A Donegal woman has been appointed as the Artistic Director of the Abbey Theatre.
Caitríona McLaughlin, who is orginally from Carndonagh, will join the Abbey staff in early May.
The board of the national theatre decided in July 2020 to hold an open competition to fill two separate artistic and executive roles to lead the Abbey over the next five years, including the development of a new building.
Mark O’Brien was appointed as the theatre’s new executive director.
Ms McLaughlin, who has been an associate director of the Abbey since 2017, has directed in London, Dublin and New York.
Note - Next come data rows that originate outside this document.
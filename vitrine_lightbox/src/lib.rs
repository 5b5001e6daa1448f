// Copyright 2025 the Vitrine Authors
// SPDX-License-Identifier: Apache-2.0 OR MIT

// After you edit the crate's doc comment, run this command, then check README.md for any missing links
// cargo rdme --workspace-project=vitrine_lightbox --heading-base-level=0

//! Vitrine Lightbox: a headless lightbox state machine.
//!
//! A lightbox shows one full-size image from a fixed list of sources in an
//! overlay, with circular previous/next navigation, keyboard affordances,
//! and a delayed image swap so CSS can animate the old image out.
//!
//! This crate owns the _behavior_ only. It does **not** touch a DOM, a
//! window, or a timer. Hosts implement two capabilities:
//! - [`Surface`]: the overlay, its optional close/prev/next controls, the
//!   image element, a scoped key listener, and a one-shot timer.
//! - [`Viewport`]: the current viewport size, used for contain fitting.
//!
//! and feed events back in: clicks and keys through [`Lightbox`] methods,
//! fired timers through [`Lightbox::complete_swap`], image loads through
//! [`Lightbox::image_loaded`]. Page-wide notifications (layout changes,
//! arrow keys) go through a [`Registry`] that owns every lightbox on the page.
//!
//! ## Minimal example
//!
//! ```rust
//! use kurbo::Size;
//! use vitrine_lightbox::{
//!     ContainFit, Control, LightboxOptions, Presentation, Registry, SourceId, SourceSpec,
//!     Surface, SwapTicket,
//! };
//!
//! #[derive(Default)]
//! struct Overlay {
//!     shown: bool,
//!     src: Option<String>,
//!     fit: Option<ContainFit>,
//!     timer: Option<SwapTicket>,
//! }
//!
//! impl Surface for Overlay {
//!     fn set_presentation(&mut self, state: Presentation, on: bool) {
//!         if state == Presentation::Shown {
//!             self.shown = on;
//!         }
//!     }
//!     fn has_control(&self, _: Control) -> bool { false }
//!     fn set_control_disabled(&mut self, _: Control, _: bool) {}
//!     fn set_control_focusable(&mut self, _: Control, _: bool) {}
//!     fn focus_control(&mut self, _: Control) {}
//!     fn set_source_focusable(&mut self, _: SourceId) {}
//!     fn set_key_listener(&mut self, _: bool) {}
//!     fn schedule_swap(&mut self, _delay_ms: u32, ticket: SwapTicket) {
//!         self.timer = Some(ticket);
//!     }
//!     fn set_image_source(&mut self, url: &str) { self.src = Some(url.into()); }
//!     fn set_image_fit(&mut self, fit: ContainFit) { self.fit = Some(fit); }
//! }
//!
//! let mut page = Registry::new();
//! let id = page
//!     .create(
//!         Overlay::default(),
//!         Size::new(1000.0, 1000.0),
//!         [
//!             SourceSpec::new("wide.jpg").with_ratio(2.0),
//!             SourceSpec::new("tall.jpg"),
//!         ],
//!         LightboxOptions::default(),
//!     )
//!     .unwrap();
//!
//! let lightbox = page.get_mut(id).unwrap();
//! lightbox.show(SourceId::new(0)).unwrap();
//! assert!(lightbox.surface().shown);
//!
//! // The host's timer fires.
//! let ticket = lightbox.surface_mut().timer.take().unwrap();
//! assert!(lightbox.complete_swap(ticket));
//! assert_eq!(lightbox.surface().src.as_deref(), Some("wide.jpg"));
//!
//! let fit = lightbox.surface().fit.unwrap();
//! assert_eq!((fit.width_percent, fit.height_percent), (100.0, 50.0));
//! ```
//!
//! ## Transitions and overlapping requests
//!
//! With [`LightboxOptions::transition_ms`] set, [`Lightbox::show`] applies
//! [`Presentation::Transitioning`] right away, the swap happens when the
//! timer fires, and the state is cleared only once the new image has loaded.
//! Each `show` issues a fresh [`SwapTicket`]; if the user navigates again
//! before the timer fires, the earlier ticket is stale and
//! [`Lightbox::complete_swap`] ignores it. The last request wins.
//!
//! ## Fitting
//!
//! [`contain_fit`] scales the image against the viewport's aspect ratio. When
//! a source declares no ratio, the fit is deferred until the image loads and
//! its natural size is reported through [`Lightbox::image_loaded`].
//!
//! This crate is `no_std` (with `alloc`).

#![no_std]

extern crate alloc;

mod error;
mod fit;
mod key;
mod lightbox;
mod options;
mod registry;
mod source;
mod surface;

pub use error::LightboxError;
pub use fit::{ContainFit, contain_fit};
pub use key::{Arrow, Key};
pub use lightbox::{Lightbox, SwapTicket};
pub use options::{ChangeCallback, ChangeEvent, LightboxOptions};
pub use registry::{LightboxId, Registry};
pub use source::{Source, SourceId, SourceSpec};
pub use surface::{Control, Presentation, Surface, Viewport};
// Copyright 2025 the Vitrine Authors
// SPDX-License-Identifier: Apache-2.0 OR MIT

use vitrine_lightbox::LightboxOptions;

use crate::attrs::DEFAULT_SOURCE_SELECTOR;

/// Where to find an element (or elements) in the page.
#[derive(Clone, Debug, PartialEq)]
pub enum ElementTarget {
    /// A CSS selector, queried against the document once at construction.
    Selector(String),
    /// Elements the caller already holds.
    #[cfg(target_arch = "wasm32")]
    Elements(Vec<web_sys::Element>),
}

impl From<&str> for ElementTarget {
    fn from(selector: &str) -> Self {
        Self::Selector(selector.to_owned())
    }
}

impl From<String> for ElementTarget {
    fn from(selector: String) -> Self {
        Self::Selector(selector)
    }
}

#[cfg(target_arch = "wasm32")]
impl From<web_sys::Element> for ElementTarget {
    fn from(element: web_sys::Element) -> Self {
        Self::Elements(vec![element])
    }
}

/// Everything needed to build a lightbox over page markup.
#[derive(Debug)]
pub struct WebLightboxOptions {
    /// Overlay container. A fresh `div.lightbox-wrap` is appended to `body` if unset.
    pub wrap: Option<ElementTarget>,
    /// Trigger elements, in document order.
    pub source: ElementTarget,
    /// Dismiss control.
    pub close: Option<ElementTarget>,
    /// Previous-image control.
    pub prev: Option<ElementTarget>,
    /// Next-image control.
    pub next: Option<ElementTarget>,
    /// Behavior shared with every host.
    pub lightbox: LightboxOptions,
}

impl WebLightboxOptions {
    /// Options with the default trigger selector and nothing else bound.
    #[must_use]
    pub fn new() -> Self {
        Self {
            wrap: None,
            source: ElementTarget::from(DEFAULT_SOURCE_SELECTOR),
            close: None,
            prev: None,
            next: None,
            lightbox: LightboxOptions::default(),
        }
    }

    /// Sets the overlay container.
    #[must_use]
    pub fn with_wrap(mut self, wrap: impl Into<ElementTarget>) -> Self {
        self.wrap = Some(wrap.into());
        self
    }

    /// Sets the trigger elements.
    #[must_use]
    pub fn with_source(mut self, source: impl Into<ElementTarget>) -> Self {
        self.source = source.into();
        self
    }

    /// Sets the dismiss control.
    #[must_use]
    pub fn with_close(mut self, close: impl Into<ElementTarget>) -> Self {
        self.close = Some(close.into());
        self
    }

    /// Sets the previous-image control.
    #[must_use]
    pub fn with_prev(mut self, prev: impl Into<ElementTarget>) -> Self {
        self.prev = Some(prev.into());
        self
    }

    /// Sets the next-image control.
    #[must_use]
    pub fn with_next(mut self, next: impl Into<ElementTarget>) -> Self {
        self.next = Some(next.into());
        self
    }

    /// Replaces the behavior options.
    #[must_use]
    pub fn with_lightbox(mut self, lightbox: LightboxOptions) -> Self {
        self.lightbox = lightbox;
        self
    }
}

impl Default for WebLightboxOptions {
    fn default() -> Self {
        Self::new()
    }
}

/// Plain-data form of [`WebLightboxOptions`], e.g. parsed from page JSON.
///
/// Field names follow the widget's JavaScript option names (`addTabIndex`,
/// `transition`) when deserialized.
#[derive(Clone, Debug, PartialEq, Eq)]
#[cfg_attr(
    feature = "serde",
    derive(serde::Deserialize),
    serde(rename_all = "camelCase", default)
)]
pub struct WebLightboxConfig {
    /// Overlay selector.
    pub wrap: Option<String>,
    /// Trigger selector.
    pub source: String,
    /// Dismiss control selector.
    pub close: Option<String>,
    /// Previous-image control selector.
    pub prev: Option<String>,
    /// Next-image control selector.
    pub next: Option<String>,
    /// Transition delay in milliseconds.
    pub transition: u32,
    /// Keyboard-focus affordances.
    pub add_tab_index: bool,
}

impl Default for WebLightboxConfig {
    fn default() -> Self {
        Self {
            wrap: None,
            source: DEFAULT_SOURCE_SELECTOR.to_owned(),
            close: None,
            prev: None,
            next: None,
            transition: 0,
            add_tab_index: true,
        }
    }
}

impl From<WebLightboxConfig> for WebLightboxOptions {
    fn from(config: WebLightboxConfig) -> Self {
        Self {
            wrap: config.wrap.map(ElementTarget::Selector),
            source: ElementTarget::Selector(config.source),
            close: config.close.map(ElementTarget::Selector),
            prev: config.prev.map(ElementTarget::Selector),
            next: config.next.map(ElementTarget::Selector),
            lightbox: LightboxOptions::default()
                .with_transition_ms(config.transition)
                .with_tab_index(config.add_tab_index),
        }
    }
}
Her works include the Abbey productions of Patrick Kavanagh’s The Great Hunger at the Irish Museum of Modern Art last autumn; Citysong, by Dylan Coburn Gray and On Raftery’s Hill, by Marina Carr, for which McLaughlin won best director at the 2019 awards.
She said she was thrilled to take the role at “this pivotal moment”.
“We are in a time of profound and existential change but also one of potential and renewal,” she said.
She adds, “We need to find and champion new voices and new ways of seeing. This means identifying combinations of characters we are yet to meet on our stages, having conversations we are yet to hear whilst also engaging in an interrogation of our classical canon with an urgency and curiosity about what makes it speak to this moment.
“Our stories teach us what it is to belong, and what it is to be excluded and exclude.” She says her time as artistic director begins with two questions: “Who were we, and who are we now?”
Caitríona was born in Donegal and studied science at the University of Ulster before moving into theatre.
Since 2017 she has been Associate Director at the Abbey Theatre, where her productions include: The Great Hunger by Patrick Kavanagh (with Conall Morrison); Citysong by Dylan Coburn Gray (ITTA nomination Best New Play); On Raftery’s Hill by Marina Carr, (for which she won Best Director at the 2019 ITTA); and Two Pints by Roddy Doyle, which toured widely in Ireland and the USA.
She has also worked with theatre and opera companies on both sides of the border, including Wexford Opera, Hot for Theatre, INO, The Local Group, and Landmark, and she was the director on O’Casey in the Estate, a TV documentary shown on RTE.
Prior to moving into directing, with Patrick McCabe’s Frank Pig Says Hello at the Finborough Theatre in London in 2003, Caitríona worked as a drama facilitator in Northern Ireland, working with young people and in conflict resolution.
In London, she directed numerous productions, focusing primarily on new writing, and collaborated with the Royal Court in sourcing and developing a new theatre space. She was awarded a Clore Fellowship in 2007 and subsequently spent six summers with LAByrinth Theatre Company in New York developing new plays for Artistic Directors John Ortiz and the late Philip Seymour Hoffman, at their Summer Intensive.
During this time Caitríona also directed a number of plays in New York including Killers and other Family (part of the OBIE award-winning Hilltown Plays) and plays at Atlantic Theatre, Rattlestick, and Bard Summerscape.
The appointments come after changes in the Abbey’s production model and the way it fulfils its role as Ireland’s national theatre have caused controversy over the past two years.
The Abbey’s chairwoman, Dr Frances Ruane, says its board is delighted “to have found two co-directors who are so passionate about, and committed to, the mission of our national theatre, and to creating great art that connects with the people of this island, our diaspora and the global artistic community.”